Besuch der Grabkapelle der hl. Gianna Beretta Molla (Patronin der Frauen in guter Hoffnung). Sie wurde am 4. Okt. 1922 als 10. von insgesamt 13 Kindern in Magenta geboren, wuchs in Geborgenheit einer christlichen Familie auf, aber verlor schon früh ihre Eltern. Sie war begeisterte kath. Jugendführerin. Bereits 1949 schloss sie ihr Medizinstudium ab und wurde Doktor der Medizin. 1955 heiratete sie Pietro Molla, den Fabrikdirektor der "Jaffa" mit über 3500 Beschäftigten. Die glückliche Ehe schenkte ihr einen Sohn und drei Mädchen. Während der Schwangerschaft des 4. Kindes, Gianna Emanuela, entdeckten die Ärzte einen Tumor an der Gebärmutter. Trotz der grossen Probleme, die ihr Leben und das Leben des Kindes bedrohten, willigte Gianna nicht zur Beendigung der Schwangerschaft und zur Entfernung der Gebärmutter ein! Die Aerzte kamen der Bitte von Gianna zur risikoreichen Operation nach, um nur den Tumor zu entfernen. Sie überliess alles der Vorsehung Gottes: "Gott wird sorgen. Wie er will, so soll es geschehen!" Da bin ich, um zu sterben.

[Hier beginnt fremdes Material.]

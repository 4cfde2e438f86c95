use std::sync::Arc;

use {anyhow::Context, tokio::net::TcpListener, tracing::info};

use crate::{routes::build_router, state::GatewayState};

/// Bind and serve until Ctrl-C.
pub async fn start_gateway(bind: &str, port: u16, state: Arc<GatewayState>) -> anyhow::Result<()> {
    let listener = TcpListener::bind((bind, port))
        .await
        .with_context(|| format!("failed to bind {bind}:{port}"))?;
    serve(listener, state).await
}

/// Serve on an already bound listener.
pub async fn serve(listener: TcpListener, state: Arc<GatewayState>) -> anyhow::Result<()> {
    let addr = listener.local_addr()?;
    info!(
        %addr,
        device_selection = state.options.device_selection,
        token_path = %state.tokens.path().display(),
        "gateway listening"
    );
    axum::serve(listener, build_router(state))
        .with_graceful_shutdown(shutdown_signal())
        .await
        .context("server error")?;
    info!("gateway stopped");
    Ok(())
}

async fn shutdown_signal() {
    if tokio::signal::ctrl_c().await.is_err() {
        // Without a signal handler, run until the process is killed.
        std::future::pending::<()>().await;
    }
}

Hauptsache es geht dem Kind gut, auf mich kommt es nicht an!" Am 20. April 1962 kam die kleine Gianna Emanuela gesund zur Welt, die heute, wie ihre Mutter Ärztin ist. Eine Woche nach der Entbindung starb Gianna. Am 16. Mai 2004 wurde sie von Papst Johannes Paul II, in Gegenwart ihres Ehemannes und all ihrer glücklichen Kinder heilig gesprochen. (Buch: "Freude der Liebe" ISBN 3-901297-10-3.) Wir wollen an diesem Ort inständig für das ungeborene Leben beten.